**Task requirements:**
Comb through the entries for "lines" and pull out each line that holds it.

(Records excerpted from a collection)
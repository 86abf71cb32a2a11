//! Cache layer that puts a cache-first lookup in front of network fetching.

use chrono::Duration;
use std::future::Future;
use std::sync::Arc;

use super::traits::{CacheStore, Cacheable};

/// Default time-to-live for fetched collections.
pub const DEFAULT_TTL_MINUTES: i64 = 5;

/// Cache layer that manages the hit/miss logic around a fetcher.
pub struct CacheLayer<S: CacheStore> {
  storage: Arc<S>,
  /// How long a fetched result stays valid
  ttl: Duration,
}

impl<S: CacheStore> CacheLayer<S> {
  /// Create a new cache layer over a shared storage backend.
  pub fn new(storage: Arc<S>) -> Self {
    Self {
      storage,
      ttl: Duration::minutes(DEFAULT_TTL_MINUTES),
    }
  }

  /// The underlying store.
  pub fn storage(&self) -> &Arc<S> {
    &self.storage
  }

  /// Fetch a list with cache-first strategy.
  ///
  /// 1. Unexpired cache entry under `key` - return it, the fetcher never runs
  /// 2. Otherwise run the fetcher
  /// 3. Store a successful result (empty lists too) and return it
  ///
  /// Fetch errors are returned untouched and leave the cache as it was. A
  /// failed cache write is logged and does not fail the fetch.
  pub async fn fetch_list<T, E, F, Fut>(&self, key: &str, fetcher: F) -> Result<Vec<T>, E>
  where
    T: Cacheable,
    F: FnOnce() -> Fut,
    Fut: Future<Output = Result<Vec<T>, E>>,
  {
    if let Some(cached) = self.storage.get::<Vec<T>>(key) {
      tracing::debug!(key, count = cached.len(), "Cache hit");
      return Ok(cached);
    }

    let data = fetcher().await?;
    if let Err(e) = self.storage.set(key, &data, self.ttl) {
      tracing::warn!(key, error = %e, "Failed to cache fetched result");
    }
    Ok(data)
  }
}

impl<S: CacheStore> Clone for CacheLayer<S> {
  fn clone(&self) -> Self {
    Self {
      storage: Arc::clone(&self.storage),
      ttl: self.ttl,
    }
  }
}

--

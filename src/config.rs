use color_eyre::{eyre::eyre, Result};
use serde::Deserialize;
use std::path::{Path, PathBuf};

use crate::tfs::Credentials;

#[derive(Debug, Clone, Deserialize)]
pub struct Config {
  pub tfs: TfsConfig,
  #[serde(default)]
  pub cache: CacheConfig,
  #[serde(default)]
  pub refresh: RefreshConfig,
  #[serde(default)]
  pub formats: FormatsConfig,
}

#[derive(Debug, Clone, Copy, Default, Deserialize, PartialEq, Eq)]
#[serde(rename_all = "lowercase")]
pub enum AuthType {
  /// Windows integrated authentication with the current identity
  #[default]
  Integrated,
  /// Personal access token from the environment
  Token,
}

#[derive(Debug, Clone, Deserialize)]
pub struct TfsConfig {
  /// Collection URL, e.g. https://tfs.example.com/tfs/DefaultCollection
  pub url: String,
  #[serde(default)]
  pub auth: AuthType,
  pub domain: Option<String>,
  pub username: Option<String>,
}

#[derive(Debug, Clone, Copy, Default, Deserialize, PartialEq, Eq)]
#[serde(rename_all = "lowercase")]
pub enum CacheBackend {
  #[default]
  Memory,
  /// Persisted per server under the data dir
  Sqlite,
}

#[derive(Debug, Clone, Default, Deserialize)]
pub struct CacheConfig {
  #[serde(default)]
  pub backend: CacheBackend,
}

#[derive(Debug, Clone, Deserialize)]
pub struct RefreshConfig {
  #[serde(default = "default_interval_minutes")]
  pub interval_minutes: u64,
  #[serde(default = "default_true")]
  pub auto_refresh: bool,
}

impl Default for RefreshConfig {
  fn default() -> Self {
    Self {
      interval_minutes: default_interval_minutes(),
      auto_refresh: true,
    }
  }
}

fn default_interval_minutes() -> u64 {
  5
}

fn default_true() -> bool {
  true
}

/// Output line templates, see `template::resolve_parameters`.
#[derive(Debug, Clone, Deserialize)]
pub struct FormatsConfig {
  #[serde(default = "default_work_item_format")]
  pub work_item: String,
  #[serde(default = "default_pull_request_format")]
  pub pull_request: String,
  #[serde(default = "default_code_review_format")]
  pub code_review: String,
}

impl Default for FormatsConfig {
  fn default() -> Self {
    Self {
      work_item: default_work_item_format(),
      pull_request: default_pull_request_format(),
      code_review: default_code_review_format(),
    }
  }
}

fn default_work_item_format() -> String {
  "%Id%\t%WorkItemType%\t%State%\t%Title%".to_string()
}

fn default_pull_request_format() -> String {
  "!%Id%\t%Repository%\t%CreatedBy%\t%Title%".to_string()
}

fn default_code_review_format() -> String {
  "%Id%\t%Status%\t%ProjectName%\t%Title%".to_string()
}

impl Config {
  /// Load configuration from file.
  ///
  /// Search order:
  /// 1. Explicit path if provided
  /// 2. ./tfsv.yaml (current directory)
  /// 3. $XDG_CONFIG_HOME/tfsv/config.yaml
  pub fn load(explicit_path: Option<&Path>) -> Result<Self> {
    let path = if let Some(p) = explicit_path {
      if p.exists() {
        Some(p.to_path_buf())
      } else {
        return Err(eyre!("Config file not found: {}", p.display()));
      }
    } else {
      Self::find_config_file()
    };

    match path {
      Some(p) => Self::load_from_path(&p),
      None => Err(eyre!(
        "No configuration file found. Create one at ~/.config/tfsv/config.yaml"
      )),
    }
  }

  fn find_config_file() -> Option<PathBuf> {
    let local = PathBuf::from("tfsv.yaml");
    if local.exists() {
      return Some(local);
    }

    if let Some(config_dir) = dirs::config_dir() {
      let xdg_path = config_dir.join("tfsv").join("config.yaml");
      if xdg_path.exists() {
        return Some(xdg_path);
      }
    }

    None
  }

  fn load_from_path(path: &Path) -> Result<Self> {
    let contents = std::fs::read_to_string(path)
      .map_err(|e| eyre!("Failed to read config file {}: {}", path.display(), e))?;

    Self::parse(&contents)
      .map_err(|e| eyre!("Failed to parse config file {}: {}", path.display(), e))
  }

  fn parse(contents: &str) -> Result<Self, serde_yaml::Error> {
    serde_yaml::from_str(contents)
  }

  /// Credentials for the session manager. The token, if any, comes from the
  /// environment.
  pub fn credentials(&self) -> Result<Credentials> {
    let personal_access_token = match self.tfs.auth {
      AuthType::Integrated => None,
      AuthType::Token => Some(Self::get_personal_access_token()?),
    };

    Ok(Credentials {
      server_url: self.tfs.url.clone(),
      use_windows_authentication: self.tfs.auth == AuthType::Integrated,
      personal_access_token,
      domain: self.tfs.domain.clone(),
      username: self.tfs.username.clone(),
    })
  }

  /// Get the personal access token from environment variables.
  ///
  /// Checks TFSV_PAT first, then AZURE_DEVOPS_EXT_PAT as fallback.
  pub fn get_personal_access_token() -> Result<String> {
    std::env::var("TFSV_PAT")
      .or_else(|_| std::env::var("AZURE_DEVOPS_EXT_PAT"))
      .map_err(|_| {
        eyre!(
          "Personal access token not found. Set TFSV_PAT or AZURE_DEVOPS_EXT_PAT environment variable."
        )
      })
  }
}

...

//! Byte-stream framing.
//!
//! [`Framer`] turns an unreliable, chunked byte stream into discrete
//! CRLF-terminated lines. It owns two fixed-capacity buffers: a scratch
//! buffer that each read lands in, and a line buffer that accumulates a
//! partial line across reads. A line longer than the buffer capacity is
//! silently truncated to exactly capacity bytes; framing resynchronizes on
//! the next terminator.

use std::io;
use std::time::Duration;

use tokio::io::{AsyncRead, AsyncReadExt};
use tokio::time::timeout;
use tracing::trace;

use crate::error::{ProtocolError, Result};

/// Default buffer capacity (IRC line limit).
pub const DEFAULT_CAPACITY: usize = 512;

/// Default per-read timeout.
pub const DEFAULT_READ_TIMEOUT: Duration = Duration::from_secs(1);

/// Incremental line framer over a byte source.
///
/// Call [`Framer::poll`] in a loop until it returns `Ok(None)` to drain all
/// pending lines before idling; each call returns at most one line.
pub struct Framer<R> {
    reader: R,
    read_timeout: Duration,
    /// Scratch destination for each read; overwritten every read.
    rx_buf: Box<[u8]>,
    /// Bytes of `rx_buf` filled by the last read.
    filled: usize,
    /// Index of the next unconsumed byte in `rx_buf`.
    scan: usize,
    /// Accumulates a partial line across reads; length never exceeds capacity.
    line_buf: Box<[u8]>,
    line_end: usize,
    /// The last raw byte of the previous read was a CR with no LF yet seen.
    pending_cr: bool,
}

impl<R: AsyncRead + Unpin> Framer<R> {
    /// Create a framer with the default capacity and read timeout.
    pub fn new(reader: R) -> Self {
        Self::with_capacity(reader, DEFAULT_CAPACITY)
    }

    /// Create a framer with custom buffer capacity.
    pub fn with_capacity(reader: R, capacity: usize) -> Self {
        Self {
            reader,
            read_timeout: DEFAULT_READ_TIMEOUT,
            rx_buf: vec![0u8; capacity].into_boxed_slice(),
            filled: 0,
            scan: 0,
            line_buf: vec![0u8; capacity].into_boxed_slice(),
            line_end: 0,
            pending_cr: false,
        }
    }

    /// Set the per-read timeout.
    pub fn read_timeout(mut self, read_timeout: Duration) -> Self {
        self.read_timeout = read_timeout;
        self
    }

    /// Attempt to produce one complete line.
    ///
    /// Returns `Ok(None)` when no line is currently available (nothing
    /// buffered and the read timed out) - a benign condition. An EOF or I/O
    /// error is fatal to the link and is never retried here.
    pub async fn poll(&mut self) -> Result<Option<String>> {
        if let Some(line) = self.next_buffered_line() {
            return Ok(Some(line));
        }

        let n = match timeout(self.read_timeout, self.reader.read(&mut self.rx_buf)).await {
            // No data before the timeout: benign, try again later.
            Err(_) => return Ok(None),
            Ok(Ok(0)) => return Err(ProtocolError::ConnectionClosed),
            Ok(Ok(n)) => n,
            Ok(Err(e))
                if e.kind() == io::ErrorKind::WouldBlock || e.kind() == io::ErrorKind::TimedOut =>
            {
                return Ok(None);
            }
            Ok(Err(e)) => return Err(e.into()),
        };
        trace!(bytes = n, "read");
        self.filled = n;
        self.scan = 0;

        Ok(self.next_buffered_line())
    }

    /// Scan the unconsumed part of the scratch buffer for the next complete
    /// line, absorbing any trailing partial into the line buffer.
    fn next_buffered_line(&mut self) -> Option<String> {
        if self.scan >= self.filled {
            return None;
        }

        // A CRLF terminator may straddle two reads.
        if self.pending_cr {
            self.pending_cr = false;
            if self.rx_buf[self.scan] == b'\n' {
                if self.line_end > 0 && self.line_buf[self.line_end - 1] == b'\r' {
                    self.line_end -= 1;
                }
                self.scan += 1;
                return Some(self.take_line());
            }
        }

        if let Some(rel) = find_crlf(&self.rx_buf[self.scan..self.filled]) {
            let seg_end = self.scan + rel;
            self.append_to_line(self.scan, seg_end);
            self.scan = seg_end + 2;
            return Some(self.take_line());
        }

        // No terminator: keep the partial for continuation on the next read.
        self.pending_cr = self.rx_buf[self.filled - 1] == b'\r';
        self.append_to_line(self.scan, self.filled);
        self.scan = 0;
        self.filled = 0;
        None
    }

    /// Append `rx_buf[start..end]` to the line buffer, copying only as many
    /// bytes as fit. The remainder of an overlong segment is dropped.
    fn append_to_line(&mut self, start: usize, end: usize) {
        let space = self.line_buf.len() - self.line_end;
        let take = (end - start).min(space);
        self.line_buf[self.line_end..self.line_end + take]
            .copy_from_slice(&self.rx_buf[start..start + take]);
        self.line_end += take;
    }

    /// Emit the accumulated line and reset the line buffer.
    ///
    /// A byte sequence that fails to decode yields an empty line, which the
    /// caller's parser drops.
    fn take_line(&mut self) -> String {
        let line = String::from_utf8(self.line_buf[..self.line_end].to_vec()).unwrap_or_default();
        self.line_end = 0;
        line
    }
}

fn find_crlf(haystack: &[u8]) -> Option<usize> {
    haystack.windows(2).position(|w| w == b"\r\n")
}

**Answer area:**
//! CRLF-terminated lines. It owns two fixed-capacity buffers: a scratch
/// pending lines before idling; each call returns at most one line.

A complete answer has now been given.